Mountain range in Spain

The Picos de Europa ("Peaks of Europe", also the Picos) are a mountain range extending for about 20 km, forming part of the Cantabrian Mountains in northern Spain.
The range is situated in the Autonomous Communities of Asturias, Cantabria and Castile and León.
The highest peak is Torre de Cerredo, at an elevation of 2650 m (8,690 ft).

==Name==
A widely accepted origin for the name is that they were the first sight of Europe for ships arriving from the Americas. The name can be traced to Lucio Marineo Sículo, who mentioned the Rupes Europae in 1530. Ambrosio Morales, chronist of Felipe II of Spain, mentions the Montañas de Europa in 1572. Prudencio de Sandoval calls them the Peñas o Sierras de Europa in 1601.

==History==
In ancient times, this mountainous region was inhabited by various peoples, including the Cantabri, an ancient Celtic tribe. The Cantabri were known for their resistance against Roman invasions and their rugged way of life in the mountains.

==Geography==
The range consists of three major massifs: Central (also known as Urrieles), Eastern (Ándara) and Western (also known as the Picos de Cornión). The Central and Western massifs are separated by the 1.5 km deep Cares Gorge (Garganta del Cares), with the village of Caín at its head. The waters in the Cares mostly arise from cave resurgences. Some of the water in the Cares river is diverted through a hydroelectric scheme, with a canal running in the northern wall of the gorge to Camarmeña.

Almost all of the rock in the Picos is limestone, and glacial action has contributed to create an area of alpine karst. The highest peak is Torre de Cerredo, with a height of 2,650 metres. Many other peaks reach altitudes of over 2,600 m. The area is popular with mountaineers, climbers and mountain walkers. There is a network of well-established mountain refuges. A major climbing site is the Naranjo de Bulnes or Picu Urriellu, in the Urrieles massif.

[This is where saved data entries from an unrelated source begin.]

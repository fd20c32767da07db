use contracts::domain::a004_service_request::{
    RequestKind, RequestStatus, ServiceRequest, ServiceRequestsResponse, UpdateStatusRequest,
    UpdateStatusResponse,
};
use gloo_net::http::{Request, RequestBuilder};

use crate::shared::api_utils::{api_url, error_from_response, network_error, GENERIC_ERROR};
use crate::shared::session;

fn with_auth(builder: RequestBuilder) -> RequestBuilder {
    match session::auth_header() {
        Some(header) => builder.header("Authorization", &header),
        None => builder,
    }
}

/// Fetch every request of one kind
pub async fn fetch_requests(kind: RequestKind) -> Result<Vec<ServiceRequest>, String> {
    let url = api_url(&format!("/api/requests/{}", kind.as_path()));
    let response = with_auth(Request::get(&url))
        .send()
        .await
        .map_err(network_error)?;

    if !response.ok() {
        return Err(error_from_response(response).await);
    }

    let body: ServiceRequestsResponse = response.json().await.map_err(network_error)?;
    if !body.success {
        return Err(GENERIC_ERROR.to_string());
    }
    Ok(body.requests)
}

/// Move one request to a new status
pub async fn update_status(id: &str, status: RequestStatus) -> Result<(), String> {
    let url = api_url(&format!(
        "/api/requests/{}/status",
        urlencoding::encode(id)
    ));
    let response = with_auth(Request::patch(&url))
        .json(&UpdateStatusRequest { status })
        .map_err(network_error)?
        .send()
        .await
        .map_err(network_error)?;

    if !response.ok() {
        return Err(error_from_response(response).await);
    }

    let body: UpdateStatusResponse = response.json().await.map_err(network_error)?;
    if !body.success {
        return Err(body.message.unwrap_or_else(|| GENERIC_ERROR.to_string()));
    }
    Ok(())
}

Vega de Liordes, an enclave in the León sector of Picos de Europa belonging to the municipality of Posada de Valdeón registered -35.8 C on January 7, 2021.

==Nature==
Cantabrian brown bears and wolves live in the more remote regions. The Cantabrian chamois is fairly frequently seen (according to a 2006 Ministry of the Environment report, there were around 8,000 sightings that year); choughs and buzzards are common, various eagles and vultures are frequently seen, and there is a diverse butterfly population in the park.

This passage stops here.